Jun 5, 2013; Boston, MA, USA; Pittsburgh Penguins center Sidney Crosby (87) takes a shot on goal while defended by Boston Bruins defenseman Andrew Ference (21) during the second overtime period in game three of the Eastern Conference finals of the 2013 Stanley Cup Playoffs at TD Garden. The Boston Bruins won 2-1. Mandatory Credit: Greg M. Cooper-USA TODAY Sports

Will Sidney Crosby Stay Healthy For A Full Season?


 

Sidney Crosby is the best hockey player on the planet — period.

His play is unquestionably immortal and his contributions towards bettering the league are continuous.

But he’s got a little issue with staying healthy for an entire season.

Despite the campaign being shortened to 48 games last season, number-87 still managed to land himself on the injured reserve for an extended period of time.

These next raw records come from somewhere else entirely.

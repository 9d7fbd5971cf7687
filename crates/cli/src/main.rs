use clap::{Parser, Subcommand};
use filecdn_core::constants::{
    LIMIT_PARAM, SEARCH_QUERY_PARAM, SORT_FIELDS_PARAM, SORT_ORDER_PARAM, START_PARAM,
};
use filecdn_core::{
    public_base_url_from_env_value, root_dir_from_env_value, CoreConfig, ListingService,
    QueryParams,
};
use std::path::PathBuf;
use std::sync::Arc;

#[derive(Parser)]
#[command(name = "filecdn")]
#[command(about = "Browse a filecdn root from the command line")]
struct Cli {
    /// Directory to serve (defaults to $FILECDN_ROOT_DIR, then "files_root")
    #[arg(long, global = true)]
    root: Option<PathBuf>,
    /// Base URL for generated links (defaults to $FILECDN_PUBLIC_URL)
    #[arg(long, global = true)]
    base_url: Option<String>,
    #[command(subcommand)]
    command: Option<Commands>,
}

#[derive(Subcommand)]
enum Commands {
    /// List a directory as the server would
    Ls {
        /// Path relative to the root (empty for the root itself)
        #[arg(default_value = "")]
        path: String,
        /// Search expression, e.g. "name:report type:pdf"
        #[arg(long)]
        q: Option<String>,
        /// Sort fields, e.g. "type name"
        #[arg(long)]
        sf: Option<String>,
        /// Sort order ("d" for descending)
        #[arg(long)]
        so: Option<String>,
        /// 1-based index of the first item
        #[arg(long)]
        start: Option<String>,
        /// Page size
        #[arg(long)]
        limit: Option<String>,
    },
    /// Show metadata for a single file or directory
    Stat {
        /// Path relative to the root
        path: String,
    },
}

fn main() -> Result<(), Box<dyn std::error::Error>> {
    let cli = Cli::parse();

    let Some(command) = cli.command else {
        println!("Use 'filecdn --help' for commands");
        return Ok(());
    };

    let root = cli
        .root
        .unwrap_or_else(|| root_dir_from_env_value(std::env::var("FILECDN_ROOT_DIR").ok()));
    let base_url = cli.base_url.unwrap_or_else(|| {
        public_base_url_from_env_value(std::env::var("FILECDN_PUBLIC_URL").ok())
    });
    let service = ListingService::new(Arc::new(CoreConfig::new(root, base_url)?));

    match command {
        Commands::Ls {
            path,
            q,
            sf,
            so,
            start,
            limit,
        } => {
            let mut params = QueryParams::new();
            for (key, value) in [
                (SEARCH_QUERY_PARAM, q),
                (SORT_FIELDS_PARAM, sf),
                (SORT_ORDER_PARAM, so),
                (START_PARAM, start),
                (LIMIT_PARAM, limit),
            ] {
                if let Some(value) = value {
                    params.push(key, value);
                }
            }

            match service.list_directory(&path, &params) {
                Ok(listing) => println!("{}", serde_json::to_string_pretty(&listing)?),
                Err(e) => eprintln!("Error listing '{}': {}", path, e),
            }
        }
        Commands::Stat { path } => match service.entry(&path) {
            Ok(entry) => println!("{}", serde_json::to_string_pretty(&entry)?),
            Err(e) => eprintln!("Error reading '{}': {}", path, e),
        },
    }

    Ok(())
}
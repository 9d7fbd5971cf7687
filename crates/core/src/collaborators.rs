//! Capabilities the listing pipeline consumes from its environment.
//!
//! MIME sniffing, recursive directory sizing and link construction are injected rather than
//! called directly, so that the HTTP layer, the CLI and tests can each supply their own.
//! [`Collaborators::with_defaults`] wires the filesystem-backed implementations from
//! `filecdn-files` and a [`PublicLinkBuilder`] rooted at the configured base URL.

use crate::config::CoreConfig;
use crate::constants::FILES_ROUTE;
use crate::CoreResult;
use filecdn_files::{ContentSniffer, WalkDirSizer};
use std::fmt;
use std::path::Path;
use std::sync::Arc;

/// Resolves the MIME type of a regular file.
pub trait ContentTypeDetector: Send + Sync {
    fn content_type(&self, path: &Path) -> CoreResult<String>;
}

/// Computes the total byte size of a directory subtree.
pub trait DirectorySizer: Send + Sync {
    fn recursive_size(&self, path: &Path) -> CoreResult<u64>;
}

/// Maps a root-relative path (`""` for the root) to its externally addressable URL.
pub trait LinkBuilder: Send + Sync {
    fn canonical_link(&self, relative_path: &str) -> String;
}

impl ContentTypeDetector for ContentSniffer {
    fn content_type(&self, path: &Path) -> CoreResult<String> {
        Ok(self.sniff_path(path)?)
    }
}

impl DirectorySizer for WalkDirSizer {
    fn recursive_size(&self, path: &Path) -> CoreResult<u64> {
        Ok(WalkDirSizer::recursive_size(self, path)?)
    }
}

/// Builds links of the form `<base>/files/<relative path>`.
///
/// Each path segment is percent-encoded; `/` separators are kept.
#[derive(Debug, Clone)]
pub struct PublicLinkBuilder {
    base_url: String,
}

impl PublicLinkBuilder {
    pub fn new(base_url: impl Into<String>) -> Self {
        let base_url = base_url.into().trim_end_matches('/').to_string();
        Self { base_url }
    }
}

impl LinkBuilder for PublicLinkBuilder {
    fn canonical_link(&self, relative_path: &str) -> String {
        let encoded: Vec<String> = relative_path
            .split('/')
            .filter(|segment| !segment.is_empty())
            .map(encode_path_segment)
            .collect();

        if encoded.is_empty() {
            format!("{}{}", self.base_url, FILES_ROUTE)
        } else {
            format!("{}{}/{}", self.base_url, FILES_ROUTE, encoded.join("/"))
        }
    }
}

/// Percent-encodes everything outside the RFC 3986 unreserved set.
fn encode_path_segment(segment: &str) -> String {
    let mut out = String::with_capacity(segment.len());
    for byte in segment.bytes() {
        match byte {
            b'A'..=b'Z' | b'a'..=b'z' | b'0'..=b'9' | b'-' | b'.' | b'_' | b'~' => {
                out.push(byte as char)
            }
            other => out.push_str(&format!("%{other:02X}")),
        }
    }
    out
}

/// The set of capabilities handed to the listing pipeline.
#[derive(Clone)]
pub struct Collaborators {
    pub content_types: Arc<dyn ContentTypeDetector>,
    pub sizer: Arc<dyn DirectorySizer>,
    pub links: Arc<dyn LinkBuilder>,
}

impl Collaborators {
    /// Filesystem-backed defaults, with links rooted at the configured public base URL.
    pub fn with_defaults(cfg: &CoreConfig) -> Self {
        Self {
            content_types: Arc::new(ContentSniffer::new()),
            sizer: Arc::new(WalkDirSizer::new()),
            links: Arc::new(PublicLinkBuilder::new(cfg.public_base_url())),
        }
    }
}

impl fmt::Debug for Collaborators {
    fn fmt(&self, f: &mut fmt::Formatter<'_>) -> fmt::Result {
        f.debug_struct("Collaborators").finish_non_exhaustive()
    }
}
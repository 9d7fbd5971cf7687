//! Sort expression parsing and stable multi-key ordering.
//!
//! `sf` names one or more fields separated by spaces; `so=d` flips the whole ordering to
//! descending. The decomposed display size (`sizeNumber`, `sizeSuffix`) is recognised but never
//! used as a key, since it has no total order across units; `sizeBytes` sorts numerically.

use crate::entry::{EntryField, FileSystemEntry};
use crate::{CoreError, CoreResult};
use serde::Serialize;
use std::cmp::Ordering;

/// Fields accepted in sort expressions.
pub const SORTABLE_FIELDS: &[EntryField] = &[
    EntryField::Name,
    EntryField::Type,
    EntryField::Created,
    EntryField::Modified,
    EntryField::SizeBytes,
    EntryField::SizeNumber,
    EntryField::SizeSuffix,
];

/// Sortable fields that are recognised but ignored.
pub const UNPROCESSED_SORT_FIELDS: &[EntryField] = &[EntryField::SizeNumber, EntryField::SizeSuffix];

#[derive(Debug, Clone, Copy, PartialEq, Eq, Default, Serialize)]
pub enum SortDirection {
    #[default]
    Asc,
    Desc,
}

impl SortDirection {
    /// `d` (any case) is descending; anything else, or nothing, is ascending.
    pub fn from_param(raw: Option<&str>) -> Self {
        match raw {
            Some(order) if order.eq_ignore_ascii_case("d") => SortDirection::Desc,
            _ => SortDirection::Asc,
        }
    }
}

/// The `sortingParams` block of a listing response.
#[derive(Debug, Clone, PartialEq, Eq, Serialize)]
#[serde(rename_all = "camelCase")]
pub struct SortingParams {
    pub sorted_by: Vec<String>,
    #[serde(skip_serializing_if = "Option::is_none")]
    pub unsupported_params: Option<Vec<String>>,
    #[serde(skip_serializing_if = "Option::is_none")]
    pub unprocessed_params: Option<Vec<String>>,
    pub sorting_direction: SortDirection,
}

/// A parsed sort request.
#[derive(Debug, Clone, PartialEq, Eq)]
pub struct SortSpec {
    keys: Vec<EntryField>,
    direction: SortDirection,
    /// Raw `sf` tokens, when `sf` was supplied.
    requested: Option<Vec<String>>,
    order_supplied: bool,
}

impl Default for SortSpec {
    fn default() -> Self {
        Self {
            keys: vec![EntryField::Name],
            direction: SortDirection::Asc,
            requested: None,
            order_supplied: false,
        }
    }
}

impl SortSpec {
    /// Parses the `sf` (fields) and `so` (order) parameters.
    ///
    /// Empty parameters count as absent. Keys keep their request order; duplicates, unknown and
    /// unprocessed fields are dropped. With no surviving key the listing sorts by `name`.
    ///
    /// # Errors
    ///
    /// Returns `CoreError::MalformedSort` if a field token contains anything other than ASCII
    /// letters, digits or `_`.
    pub fn parse(fields: Option<&str>, order: Option<&str>) -> CoreResult<Self> {
        let fields = fields.filter(|f| !f.is_empty());
        let order = order.filter(|o| !o.is_empty());

        let requested = fields.map(tokenise).transpose()?;

        let mut keys: Vec<EntryField> = Vec::new();
        for token in requested.iter().flatten() {
            if let Some(field) = recognised(token) {
                if !UNPROCESSED_SORT_FIELDS.contains(&field) && !keys.contains(&field) {
                    keys.push(field);
                }
            }
        }
        if keys.is_empty() {
            keys.push(EntryField::Name);
        }

        Ok(Self {
            keys,
            direction: SortDirection::from_param(order),
            requested,
            order_supplied: order.is_some(),
        })
    }

    pub fn keys(&self) -> &[EntryField] {
        &self.keys
    }

    pub fn direction(&self) -> SortDirection {
        self.direction
    }

    /// Compares two entries key by key, ascending.
    pub fn compare(&self, a: &FileSystemEntry, b: &FileSystemEntry) -> Ordering {
        self.keys
            .iter()
            .fold(Ordering::Equal, |acc, key| {
                acc.then_with(|| compare_field(a, b, *key))
            })
    }

    /// Sorts in place. The sort is stable in both directions: entries equal on every key keep
    /// their original relative order.
    pub fn sort(&self, entries: &mut [FileSystemEntry]) {
        match self.direction {
            SortDirection::Asc => entries.sort_by(|a, b| self.compare(a, b)),
            SortDirection::Desc => entries.sort_by(|a, b| self.compare(b, a)),
        }
    }

    /// The `sortingParams` block, present only when `sf` or `so` was supplied.
    pub fn diagnostics(&self) -> Option<SortingParams> {
        if self.requested.is_none() && !self.order_supplied {
            return None;
        }

        let sorted_by = self.keys.iter().map(|k| k.as_str().to_string()).collect();

        let (unsupported_params, unprocessed_params) = match &self.requested {
            Some(tokens) => {
                let unsupported: Vec<String> = tokens
                    .iter()
                    .filter(|t| recognised(t).is_none())
                    .cloned()
                    .collect();
                let unprocessed: Vec<String> = tokens
                    .iter()
                    .filter(|t| recognised(t).is_some_and(|f| UNPROCESSED_SORT_FIELDS.contains(&f)))
                    .cloned()
                    .collect();
                (
                    Some(unsupported).filter(|u| !u.is_empty()),
                    Some(unprocessed),
                )
            }
            None => (None, None),
        };

        Some(SortingParams {
            sorted_by,
            unsupported_params,
            unprocessed_params,
            sorting_direction: self.direction,
        })
    }
}

fn tokenise(raw: &str) -> CoreResult<Vec<String>> {
    raw.split(' ')
        .filter(|t| !t.is_empty())
        .map(|t| {
            if t.chars().all(|c| c.is_ascii_alphanumeric() || c == '_') {
                Ok(t.to_string())
            } else {
                Err(CoreError::MalformedSort(t.to_string()))
            }
        })
        .collect()
}

fn recognised(token: &str) -> Option<EntryField> {
    EntryField::parse(token).filter(|f| SORTABLE_FIELDS.contains(f))
}

fn compare_field(a: &FileSystemEntry, b: &FileSystemEntry, field: EntryField) -> Ordering {
    match field {
        EntryField::Name => a.name().cmp(b.name()),
        EntryField::Type => a.type_name().cmp(b.type_name()),
        EntryField::Created => a.created().cmp(b.created()),
        EntryField::Modified => a.modified().cmp(b.modified()),
        EntryField::SizeBytes => a.size_bytes().cmp(&b.size_bytes()),
        EntryField::SizeNumber => a.size_number().total_cmp(&b.size_number()),
        EntryField::SizeSuffix => a.size_suffix().cmp(b.size_suffix()),
    }
}
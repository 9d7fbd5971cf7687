//! # API Shared
//!
//! Shared utilities and definitions for filecdn API front ends.
//!
//! Contains:
//! - The JSON response envelope (`ApiMessage`) and its `dbg` handling
//! - Boolean query flag parsing
//! - Shared services like `HealthService`
//!
//! Used by `api-rest` for common functionality.

pub mod flags;
pub mod health;
pub mod message;

pub use flags::parse_bool_flag;
pub use health::{HealthRes, HealthService};
pub use message::{ApiMessage, DebugFlag, ResponseType};
//! Core runtime configuration.
//!
//! This module defines configuration that should be resolved once at process startup and then
//! passed into core services. The intent is to avoid reading process-wide environment variables
//! during request handling, which can lead to inconsistent behaviour in multi-threaded runtimes
//! and test harnesses.

use crate::constants::{DEFAULT_PUBLIC_BASE_URL, DEFAULT_ROOT_DIR};
use crate::{CoreError, CoreResult};
use std::path::{Path, PathBuf};

/// Core configuration resolved at startup.
#[derive(Clone, Debug)]
pub struct CoreConfig {
    root_dir: PathBuf,
    public_base_url: String,
}

impl CoreConfig {
    /// Create a new `CoreConfig`.
    ///
    /// The root directory is canonicalised so that every path handed out later is absolute.
    /// The public base URL loses any trailing `/`.
    ///
    /// # Errors
    ///
    /// Returns `CoreError::InvalidConfig` if:
    /// - the root directory does not exist or is not a directory,
    /// - the root directory cannot be canonicalised,
    /// - the base URL is empty or is not an `http://` / `https://` URL.
    pub fn new(root_dir: PathBuf, public_base_url: String) -> CoreResult<Self> {
        if !root_dir.is_dir() {
            return Err(CoreError::InvalidConfig(format!(
                "root directory does not exist or is not a directory: {}",
                root_dir.display()
            )));
        }

        let root_dir = root_dir.canonicalize().map_err(|e| {
            CoreError::InvalidConfig(format!(
                "cannot canonicalize root directory {}: {}",
                root_dir.display(),
                e
            ))
        })?;

        let public_base_url = public_base_url.trim().trim_end_matches('/').to_string();
        if public_base_url.is_empty() {
            return Err(CoreError::InvalidConfig(
                "public_base_url cannot be empty".into(),
            ));
        }
        if !(public_base_url.starts_with("http://") || public_base_url.starts_with("https://")) {
            return Err(CoreError::InvalidConfig(format!(
                "public_base_url must start with http:// or https://: {public_base_url}"
            )));
        }

        Ok(Self {
            root_dir,
            public_base_url,
        })
    }

    pub fn root_dir(&self) -> &Path {
        &self.root_dir
    }

    pub fn public_base_url(&self) -> &str {
        &self.public_base_url
    }
}

/// Resolve the served root directory from an optional environment value.
///
/// If `value` is `None` or empty/whitespace, returns [`DEFAULT_ROOT_DIR`].
pub fn root_dir_from_env_value(value: Option<String>) -> PathBuf {
    value
        .map(|v| v.trim().to_string())
        .filter(|v| !v.is_empty())
        .map(PathBuf::from)
        .unwrap_or_else(|| PathBuf::from(DEFAULT_ROOT_DIR))
}

/// Resolve the public base URL from an optional environment value.
///
/// If `value` is `None` or empty/whitespace, returns [`DEFAULT_PUBLIC_BASE_URL`].
pub fn public_base_url_from_env_value(value: Option<String>) -> String {
    value
        .map(|v| v.trim().to_string())
        .filter(|v| !v.is_empty())
        .unwrap_or_else(|| DEFAULT_PUBLIC_BASE_URL.to_string())
}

Drilled in the mouth by a heavy Brooks Orpik slap shot on March 30th, Crosby wound up missing the final month of the season due to a broken jaw — which really was a freak accident.

Isn’t that how it always happens though, by a bizarre scene of events?

So not only is he getting injured, but his ailments aren’t normal — and so they should I suppose, considering he’s no ordinary hockey player.

Take it back to a few seasons before — everybody whose anybody remembers when Crosby was blindsided by Washington Capitals forward David Steckel during the 2011 Winter Classic.

Turning around to skate up ice, the captain was then promptly greeted by a shoulder into his facial area from Steckel, which caused him to miss the rest of the season and a few games into the 2011-12 campaign.

Although no one is quite sure if Steckel’s hit was the direct cause to his diagnosed concussion, it’s probably safe to say the incident was the catalyst to his blurred vision and blank memory.

Regardless, Crosby was out a long time — but it wasn’t just because of his concussion.

Seeking a second — or third for that matter — opinion on his concussion, Crosby saw a neurological spine specialist in Los Angeles (Dr. Robert S. Bray), who re-diagnosed the Pens star with cracks in the C1 and C2 of his uppermost vertebrae.

Here’s the thing though — the specialist said that they already had been healed by the time Crosby visited him, which meant that he broke them a year ago when he first sustained the concussion.

Again, it’s just Crosby’s luck that team doctors interpreted his injury wrong, prolonging his return to the game.

Forget those impairments, how about the time Crosby slid feet first into the boards and sprained his ankle?

2008, in a game against the Tampa Bay Lightning, the captain — who was creating an offensive chance at the time — fell and jammed his ankle into the boards, causing him to miss several games amidst the Pens hot streak.

That’s a broken jaw, broken neck, concussion and a high-ankle sprain in reverse order of events.

But wait, there’s more.

Following his first career NHL playoff series against the Ottawa Senators in 2007, it was revealed after the team had been eliminated that Crosby broke a bone in his foot attempting to block a shot.

Unclear as to when he sustained the ailment, the team said that he’d been playing for quite awhile after he initially suffered the break — claiming that he could’ve been skating for well over a month with the bothersome injury.

A few bumps and bruises here and there — like when he injured his knee in Game 7 of the 2009 Stanley Cup Finals — Crosby could now write a book towards his wreckages.

And he’s still just 26-years-old!

Number-87 has missed just about 150 NHL games, so is this the year he plays a full season?

Not that he hasn’t ever skated a full campaign, but he’s only done it twice — his rookie year and the season after they won the cup in 2009.

There’s just always a cause for concern in Pittsburgh when he goes down because he’s …well, Sidney Crosby.

And without trying to jinx him by writing this article, it’s almost as if he’s just become prone to injury anyway.

Pens fans can only hope luck is on their side this time — cause they’ll surely need Sid for the long haul.